● **DATA TO EXAMINE**
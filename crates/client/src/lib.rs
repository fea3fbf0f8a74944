pub mod wire;

use reqwest::Url;
use rust_decimal::Decimal;
use serde::{de::DeserializeOwned, Deserialize, Serialize};
use std::{future::Future, time::Duration};
use thiserror::Error;
use tracing::debug;
pub use wire::{
    BalanceResponse, Bank, BanksResponse, CombinedWithdrawBody, DepositBody, DepositResponse,
    SplitWithdrawBody, WireFormat, WithdrawBody, WithdrawResponse,
};

#[derive(Error, Debug)]
pub enum ClientError {
    /// Error parsing or validating URLs
    #[error("Invalid backend URL: {0}")]
    InvalidUrl(String),

    /// The request never produced a response (refused, reset, timed out)
    #[error("Connection error: {0}")]
    Connection(String),

    /// Non-success HTTP status with a body that is not a contract response
    #[error("Backend returned HTTP {status}: {body}")]
    Status { status: u16, body: String },

    /// Success status but the body is not the expected JSON
    #[error("Malformed response: {0}")]
    Malformed(String),

    /// Well-formed response with `success: false`
    #[error("Backend rejected the request: {0}")]
    Rejected(String),
}

impl ClientError {
    /// True for failures where the backend could not be reached or did not
    /// answer with a contract response.
    pub const fn is_network(&self) -> bool {
        matches!(self, Self::Connection(_) | Self::Status { .. })
    }
}

/// Request paths of the backend, relative to its base URL.
#[derive(Debug, Clone, PartialEq, Eq, Serialize, Deserialize)]
pub struct Endpoints {
    pub banks: String,
    pub balance: String,
    pub withdraw: String,
    pub deposit: String,
}

impl Default for Endpoints {
    fn default() -> Self {
        Self {
            banks: "/api/banks".to_string(),
            balance: "/api/balance".to_string(),
            withdraw: "/api/withdraw".to_string(),
            deposit: "/api/deposit".to_string(),
        }
    }
}

/// The remote payment backend.
pub trait Backend: Send + Sync {
    /// Banks available for bank withdrawals.
    fn banks(&self) -> impl Future<Output = Result<Vec<Bank>, ClientError>> + Send;

    /// Current account balance.
    fn balance(&self) -> impl Future<Output = Result<Decimal, ClientError>> + Send;

    /// Submit a withdrawal.
    ///
    /// A response with `success: false` is returned as `Ok`; the caller
    /// decides how to surface it.
    fn withdraw(
        &self,
        body: &WithdrawBody,
    ) -> impl Future<Output = Result<WithdrawResponse, ClientError>> + Send;

    /// Submit a deposit. Same `success` handling as [`Backend::withdraw`].
    fn deposit(
        &self,
        body: &DepositBody,
    ) -> impl Future<Output = Result<DepositResponse, ClientError>> + Send;
}

impl<T: Backend> Backend for &T {
    fn banks(&self) -> impl Future<Output = Result<Vec<Bank>, ClientError>> + Send {
        (**self).banks()
    }

    fn balance(&self) -> impl Future<Output = Result<Decimal, ClientError>> + Send {
        (**self).balance()
    }

    fn withdraw(
        &self,
        body: &WithdrawBody,
    ) -> impl Future<Output = Result<WithdrawResponse, ClientError>> + Send {
        (**self).withdraw(body)
    }

    fn deposit(
        &self,
        body: &DepositBody,
    ) -> impl Future<Output = Result<DepositResponse, ClientError>> + Send {
        (**self).deposit(body)
    }
}

/// [`Backend`] over HTTPS with JSON bodies.
#[derive(Debug, Clone)]
pub struct HttpBackend {
    client: reqwest::Client,
    base_url: Url,
    endpoints: Endpoints,
}

/// Convenience function to create an HTTP backend from a base url.
pub fn create_backend(
    base_url: &str,
    endpoints: Endpoints,
    timeout: Duration,
) -> Result<HttpBackend, ClientError> {
    let base_url: Url = base_url
        .parse()
        .map_err(|e| ClientError::InvalidUrl(format!("{}", e)))?;

    if base_url.cannot_be_a_base() {
        return Err(ClientError::InvalidUrl(base_url.to_string()));
    }

    let client = reqwest::Client::builder()
        .timeout(timeout)
        .build()
        .map_err(|e| ClientError::Connection(format!("{}", e)))?;

    Ok(HttpBackend::with_client(client, base_url, endpoints))
}

impl HttpBackend {
    /// Creates a backend with a custom HTTP client.
    pub const fn with_client(client: reqwest::Client, base_url: Url, endpoints: Endpoints) -> Self {
        Self {
            client,
            base_url,
            endpoints,
        }
    }

    pub const fn base_url(&self) -> &Url {
        &self.base_url
    }

    fn url(&self, path: &str) -> Result<Url, ClientError> {
        self.base_url
            .join(path)
            .map_err(|e| ClientError::InvalidUrl(format!("{}: {}", path, e)))
    }

    async fn get<T: DeserializeOwned>(&self, path: &str) -> Result<T, ClientError> {
        let url = self.url(path)?;
        debug!(%url, "GET");

        let response = self
            .client
            .get(url)
            .send()
            .await
            .map_err(|e| ClientError::Connection(format!("{}", e)))?;

        read_json(response).await
    }

    async fn post<B, T>(&self, path: &str, body: &B) -> Result<T, ClientError>
    where
        B: Serialize + Sync,
        T: DeserializeOwned,
    {
        let url = self.url(path)?;
        debug!(%url, "POST");

        let response = self
            .client
            .post(url)
            .json(body)
            .send()
            .await
            .map_err(|e| ClientError::Connection(format!("{}", e)))?;

        read_json(response).await
    }
}

impl Backend for HttpBackend {
    async fn banks(&self) -> Result<Vec<Bank>, ClientError> {
        let response: BanksResponse = self.get(&self.endpoints.banks).await?;
        if !response.success {
            return Err(ClientError::Rejected(
                response
                    .message
                    .unwrap_or_else(|| "Could not load banks".to_string()),
            ));
        }

        Ok(response.banks)
    }

    async fn balance(&self) -> Result<Decimal, ClientError> {
        let response: BalanceResponse = self.get(&self.endpoints.balance).await?;
        match (response.success, response.balance) {
            (true, Some(balance)) => Ok(balance),
            (true, None) => Err(ClientError::Malformed(
                "balance missing from response".to_string(),
            )),
            (false, _) => Err(ClientError::Rejected(
                response
                    .message
                    .unwrap_or_else(|| "Could not load balance".to_string()),
            )),
        }
    }

    async fn withdraw(&self, body: &WithdrawBody) -> Result<WithdrawResponse, ClientError> {
        self.post(&self.endpoints.withdraw, body).await
    }

    async fn deposit(&self, body: &DepositBody) -> Result<DepositResponse, ClientError> {
        self.post(&self.endpoints.deposit, body).await
    }
}

/// Decode a contract response.
///
/// A body that parses is returned whatever the status code, so that
/// `{success: false, message}` error payloads reach the caller.
async fn read_json<T: DeserializeOwned>(response: reqwest::Response) -> Result<T, ClientError> {
    let status = response.status();
    let body = response
        .text()
        .await
        .map_err(|e| ClientError::Connection(format!("{}", e)))?;

    debug!(status = status.as_u16(), "Backend responded");

    match serde_json::from_str(&body) {
        Ok(parsed) => Ok(parsed),
        Err(e) if status.is_success() => Err(ClientError::Malformed(format!("{}", e))),
        Err(_) => Err(ClientError::Status {
            status: status.as_u16(),
            body,
        }),
    }
}

#[cfg(test)]
mod tests {
    use super::*;
    use serde_json::json;
    use wiremock::{
        matchers::{body_json, method, path},
        Mock, MockServer, ResponseTemplate,
    };

    async fn backend(server: &MockServer) -> HttpBackend {
        create_backend(&server.uri(), Endpoints::default(), Duration::from_secs(5))
            .expect("Failed to create backend")
    }

    #[test]
    fn test_invalid_url() {
        let result = create_backend("not a url", Endpoints::default(), Duration::from_secs(1));
        assert!(matches!(result, Err(ClientError::InvalidUrl(_))));
    }

    #[tokio::test]
    async fn test_banks() {
        let server = MockServer::start().await;
        Mock::given(method("GET"))
            .and(path("/api/banks"))
            .respond_with(ResponseTemplate::new(200).set_body_json(json!({
                "success": true,
                "banks": [{"code": "01", "name": "KCB"}, {"code": "11", "name": "Equity"}]
            })))
            .expect(1)
            .mount(&server)
            .await;

        let banks = backend(&server).await.banks().await.unwrap();
        assert_eq!(banks.len(), 2);
        assert_eq!(banks[1].name, "Equity");
    }

    #[tokio::test]
    async fn test_balance_rejected() {
        let server = MockServer::start().await;
        Mock::given(method("GET"))
            .and(path("/api/balance"))
            .respond_with(
                ResponseTemplate::new(200)
                    .set_body_json(json!({"success": false, "message": "Account locked"})),
            )
            .mount(&server)
            .await;

        let err = backend(&server).await.balance().await.unwrap_err();
        assert!(matches!(err, ClientError::Rejected(ref m) if m == "Account locked"));
        assert!(!err.is_network());
    }

    #[tokio::test]
    async fn test_withdraw_posts_body() {
        let server = MockServer::start().await;
        Mock::given(method("POST"))
            .and(path("/api/withdraw"))
            .and(body_json(json!({
                "amount": 5000.0,
                "method": "bank",
                "accountName": "Jane",
                "accountDetails": "0123456789 - KCB",
                "phoneNumber": ""
            })))
            .respond_with(ResponseTemplate::new(200).set_body_json(json!({
                "success": true,
                "transactionId": "T1",
                "netAmount": 4950
            })))
            .expect(1)
            .mount(&server)
            .await;

        let body = WithdrawBody::Combined(CombinedWithdrawBody {
            amount: Decimal::from(5_000),
            method: withdrawal::WithdrawalMethod::Bank,
            account_name: "Jane".to_string(),
            account_details: "0123456789 - KCB".to_string(),
            phone_number: String::new(),
        });

        let response = backend(&server).await.withdraw(&body).await.unwrap();
        assert!(response.success);
        assert_eq!(response.transaction_id.as_deref(), Some("T1"));
    }

    #[tokio::test]
    async fn test_error_payload_on_bad_status_is_returned() {
        let server = MockServer::start().await;
        Mock::given(method("POST"))
            .and(path("/api/deposit"))
            .respond_with(
                ResponseTemplate::new(400)
                    .set_body_json(json!({"success": false, "message": "Amount too low"})),
            )
            .mount(&server)
            .await;

        let body = DepositBody {
            amount: Decimal::from(10),
            return_url: "https://shop.example".to_string(),
        };
        let response = backend(&server).await.deposit(&body).await.unwrap();
        assert!(!response.success);
        assert_eq!(response.message.as_deref(), Some("Amount too low"));
    }

    #[tokio::test]
    async fn test_unparsable_bodies() {
        let server = MockServer::start().await;
        Mock::given(method("GET"))
            .and(path("/api/banks"))
            .respond_with(ResponseTemplate::new(200).set_body_string("<html>ok</html>"))
            .mount(&server)
            .await;
        Mock::given(method("GET"))
            .and(path("/api/balance"))
            .respond_with(ResponseTemplate::new(502).set_body_string("Bad Gateway"))
            .mount(&server)
            .await;

        let backend = backend(&server).await;

        let err = backend.banks().await.unwrap_err();
        assert!(matches!(err, ClientError::Malformed(_)));

        let err = backend.balance().await.unwrap_err();
        assert!(matches!(err, ClientError::Status { status: 502, .. }));
        assert!(err.is_network());
    }

    #[tokio::test]
    async fn test_unreachable_backend() {
        // Nothing listens on the discard port.
        let backend = create_backend(
            "http://127.0.0.1:9",
            Endpoints::default(),
            Duration::from_secs(2),
        )
        .unwrap();

        let err = backend.balance().await.unwrap_err();
        assert!(matches!(err, ClientError::Connection(_)));
    }
}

● **EXERCISE AIM**
In the records above, find the line containing "or validating URLs" and restate word for word every line from the first through that one.

● **OUTPUT OF THE TASK**
filename crates/client/src/lib.rs
repository fea3fbf0f8a74944
pub mod wire;

use reqwest::Url;
use rust_decimal::Decimal;
use serde::{de::DeserializeOwned, Deserialize, Serialize};
use std::{future::Future, time::Duration};
use thiserror::Error;
use tracing::debug;
pub use wire::{
    BalanceResponse, Bank, BanksResponse, CombinedWithdrawBody, DepositBody, DepositResponse,
    SplitWithdrawBody, WireFormat, WithdrawBody, WithdrawResponse,
};

#[derive(Error, Debug)]
pub enum ClientError {
    /// Error parsing or validating URLs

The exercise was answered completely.